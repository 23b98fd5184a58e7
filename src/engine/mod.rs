//! Component Engine - Node registry and tree-scoped values.
//!
//! The engine is the host layer context providers sit on:
//! - Registry: Index allocation, ID mapping, parent links, parent context
//! - Provided: Values published by a node for its subtree
//!
//! # Architecture
//!
//! Components are NOT objects. They are indices with a parent link:
//!
//! ```text
//! Index 0: root      (parent=-)
//! Index 1: provider  (parent=0, provides slot#3)
//! Index 2: component (parent=1)  -- reads slot#3 from index 1
//! ```
//!
//! Lookups walk parent links, so a value published at a node is visible to
//! its whole subtree and to nothing else.

mod provided;
mod registry;

pub use provided::{lookup_value, provide_value, provides, SlotId};
pub use registry::*;
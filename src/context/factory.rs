//! Context Factory - Paired provider component and accessor.
//!
//! [`create_context`] takes a value-producing function and returns a
//! [`Provider`] that runs it and publishes the result for its subtree, plus
//! an [`Accessor`] that descendants use to read the nearest published value.
//!
//! The value-producing function runs inside the provider's EffectScope, so it
//! may create signals, start effects, and register teardown with
//! [`on_cleanup`](crate::primitives::on_cleanup). All of that ends when the
//! provider unmounts.
//!
//! # Example
//!
//! ```ignore
//! use spark_context::{create_context, keyboard, on_cleanup};
//! use spark_signals::{signal, Signal};
//!
//! #[derive(Clone)]
//! struct Weapons {
//!     current: Signal<usize>,
//! }
//!
//! let (weapons_provider, use_weapons) = create_context(|| {
//!     let current = signal(0);
//!     let current_for_keys = current.clone();
//!     let off = keyboard::on(move |event| {
//!         match event.code().as_str() {
//!             "Digit1" => { current_for_keys.set(0); }
//!             "Digit2" => { current_for_keys.set(1); }
//!             _ => return false,
//!         }
//!         true
//!     });
//!     on_cleanup(off);
//!     Weapons { current }
//! }, None);
//!
//! let cleanup = weapons_provider.render(move || {
//!     let weapons = use_weapons.use_value();
//!     // read weapons.current inside effects/getters
//! });
//! ```

use std::fmt;
use std::rc::Rc;

use tracing::debug;

use super::error::MissingProviderError;
use super::slot::{ContextSlot, SlotRead};
use crate::primitives::{render_node, Cleanup, ComponentProps};

// =============================================================================
// Options
// =============================================================================

/// Configuration for [`create_context_with`].
pub struct ContextOptions<T> {
    /// Label for errors and logs. Defaults to the value type's name.
    pub name: Option<String>,

    /// Value seeding the raw slot. Never returned by an accessor.
    pub default: Option<T>,
}

impl<T> Default for ContextOptions<T> {
    fn default() -> Self {
        Self {
            name: None,
            default: None,
        }
    }
}

// =============================================================================
// Factory
// =============================================================================

/// Create a provider/accessor pair around a fresh context slot.
///
/// `compute` runs each time a provider renders. `default` only seeds the raw
/// slot: an accessor with no provider above it still fails.
pub fn create_context<T, F>(compute: F, default: Option<T>) -> (Provider<T>, Accessor<T>)
where
    T: Clone + 'static,
    F: Fn() -> T + 'static,
{
    create_context_with(
        compute,
        ContextOptions {
            name: None,
            default,
        },
    )
}

/// Like [`create_context`], with a label for errors and logs.
pub fn create_named_context<T, F>(
    name: impl Into<String>,
    compute: F,
    default: Option<T>,
) -> (Provider<T>, Accessor<T>)
where
    T: Clone + 'static,
    F: Fn() -> T + 'static,
{
    create_context_with(
        compute,
        ContextOptions {
            name: Some(name.into()),
            default,
        },
    )
}

/// Create a provider/accessor pair from explicit options.
pub fn create_context_with<T, F>(compute: F, options: ContextOptions<T>) -> (Provider<T>, Accessor<T>)
where
    T: Clone + 'static,
    F: Fn() -> T + 'static,
{
    let name = options
        .name
        .unwrap_or_else(|| std::any::type_name::<T>().to_string());
    let slot = Rc::new(ContextSlot::new(name, options.default));
    debug!(context = slot.name(), slot = slot.id().get(), "context created");

    let provider = Provider {
        slot: slot.clone(),
        compute: Rc::new(compute),
    };
    let accessor = Accessor { slot };

    (provider, accessor)
}

// =============================================================================
// Provider
// =============================================================================

/// Component that publishes a computed value for its subtree.
pub struct Provider<T> {
    slot: Rc<ContextSlot<T>>,
    compute: Rc<dyn Fn() -> T>,
}

impl<T> Clone for Provider<T> {
    fn clone(&self) -> Self {
        Self {
            slot: self.slot.clone(),
            compute: self.compute.clone(),
        }
    }
}

impl<T: Clone + 'static> Provider<T> {
    /// Render the provider under the current parent with `children` inside.
    ///
    /// Returns a cleanup function that unmounts the provider, its children,
    /// and everything the computed value started.
    pub fn render(&self, children: impl FnOnce() + 'static) -> Cleanup {
        self.render_with(ComponentProps::with_children(children))
    }

    /// Render the provider from component props.
    pub fn render_with(&self, props: ComponentProps) -> Cleanup {
        let slot = self.slot.clone();
        let compute = self.compute.clone();
        let children = props.children;

        let node = render_node(props.id.as_deref(), move |index| {
            slot.provide(index, compute());
            if let Some(children) = children {
                children();
            }
        });
        debug!(context = self.slot.name(), index = node.index(), "provider mounted");

        let name = self.slot.name().to_string();
        Box::new(move || {
            if node.release() {
                debug!(context = %name, index = node.index(), "provider unmounted");
            }
        })
    }

    /// The slot this provider publishes into.
    pub fn slot(&self) -> &ContextSlot<T> {
        &self.slot
    }
}

impl<T> fmt::Debug for Provider<T> {
    fn fmt(&self, f: &mut fmt::Formatter<'_>) -> fmt::Result {
        f.debug_struct("Provider").field("slot", &self.slot).finish()
    }
}

// =============================================================================
// Accessor
// =============================================================================

/// Reads the value published by the nearest matching provider.
pub struct Accessor<T> {
    slot: Rc<ContextSlot<T>>,
}

impl<T> Clone for Accessor<T> {
    fn clone(&self) -> Self {
        Self {
            slot: self.slot.clone(),
        }
    }
}

impl<T: Clone + 'static> Accessor<T> {
    /// Read the value for the current position in the tree.
    ///
    /// Call while a component renders. Fails with [`MissingProviderError`]
    /// when no provider from the same factory call is above this position,
    /// whether or not the context has a default.
    pub fn try_use(&self) -> Result<T, MissingProviderError> {
        match self.slot.read() {
            SlotRead::Provided(value) => Ok((*value).clone()),
            SlotRead::Unset => {
                debug!(context = self.slot.name(), "accessor used outside its provider");
                Err(MissingProviderError::new(self.slot.name()))
            }
        }
    }

    /// Read the value for the current position in the tree.
    ///
    /// # Panics
    ///
    /// Panics with the [`MissingProviderError`] message when no matching
    /// provider is above this position. Use [`Accessor::try_use`] to handle
    /// that case instead.
    pub fn use_value(&self) -> T {
        match self.try_use() {
            Ok(value) => value,
            Err(err) => panic!("{err}"),
        }
    }

    /// The slot this accessor reads from.
    pub fn slot(&self) -> &ContextSlot<T> {
        &self.slot
    }
}

impl<T> fmt::Debug for Accessor<T> {
    fn fmt(&self, f: &mut fmt::Formatter<'_>) -> fmt::Result {
        f.debug_struct("Accessor").field("slot", &self.slot).finish()
    }
}
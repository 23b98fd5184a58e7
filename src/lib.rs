//! # spark-context
//!
//! Provider/accessor context factory for reactive component trees.
//!
//! Built on [spark-signals](https://crates.io/crates/spark-signals) for
//! state and effects.
//!
//! ## Overview
//!
//! [`create_context`] turns a value-producing function into a pair:
//!
//! - a [`Provider`] component that runs the function when it renders and
//!   publishes the result for its subtree
//! - an [`Accessor`] that descendants call to read the nearest published
//!   value, failing with [`MissingProviderError`] when there is none
//!
//! The value-producing function may create signals and effects. They live
//! exactly as long as the provider that ran it.
//!
//! ```ignore
//! use spark_context::{create_context, mount, Signal};
//! use spark_signals::signal;
//!
//! #[derive(Clone)]
//! struct Counter { count: Signal<i32> }
//!
//! let (counter_provider, use_counter) = create_context(|| Counter { count: signal(0) }, None);
//!
//! let app = mount(move || {
//!     counter_provider.render(move || {
//!         let counter = use_counter.use_value();
//!         counter.count.set(counter.count.get() + 1);
//!     });
//! });
//! ```
//!
//! ## Modules
//!
//! - [`context`] - The factory, provider, accessor, and slot
//! - [`engine`] - Component registry and tree-scoped value storage
//! - [`primitives`] - Plain grouping component
//! - [`pipeline`] - Mounting an application root
//! - [`state`] - Keyboard event bus and terminal input

pub mod context;
pub mod engine;
pub mod pipeline;
pub mod primitives;
pub mod state;

pub use context::{
    create_context, create_context_with, create_named_context, Accessor, ContextOptions,
    ContextSlot, MissingProviderError, Provider, SlotRead,
};

pub use engine::{
    allocate_index, get_allocated_count, get_current_parent_index, get_index, is_allocated,
    node_ref, on_destroy, pop_parent_context, push_parent_context, release_index,
    reset_registry, with_parent_context, NodeRef, SlotId,
};

pub use pipeline::{mount, MountHandle};

pub use primitives::{component, on_cleanup, Children, Cleanup, ComponentProps};

pub use state::{input, keyboard, KeyState, KeyboardEvent, Modifiers};

pub use spark_signals::Signal;
//! State Module - Runtime event state
//!
//! - **Keyboard** - Event types, dispatch, handler registry
//! - **Input** - crossterm key conversion and polling

pub mod input;
pub mod keyboard;

pub use keyboard::{KeyHandler, KeyState, KeyboardEvent, Modifiers};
* * * * * * * * *
**TO DO:**
Look through the entries and copy every line in which the string "subtree" appears.

**REPLY:**
//! - Provided: Values published by a node for its subtree
//! its whole subtree and to nothing else.
//! [`Provider`] that runs it and publishes the result for its subtree, plus
/// Component that publishes a computed value for its subtree.
//!   publishes the result for its subtree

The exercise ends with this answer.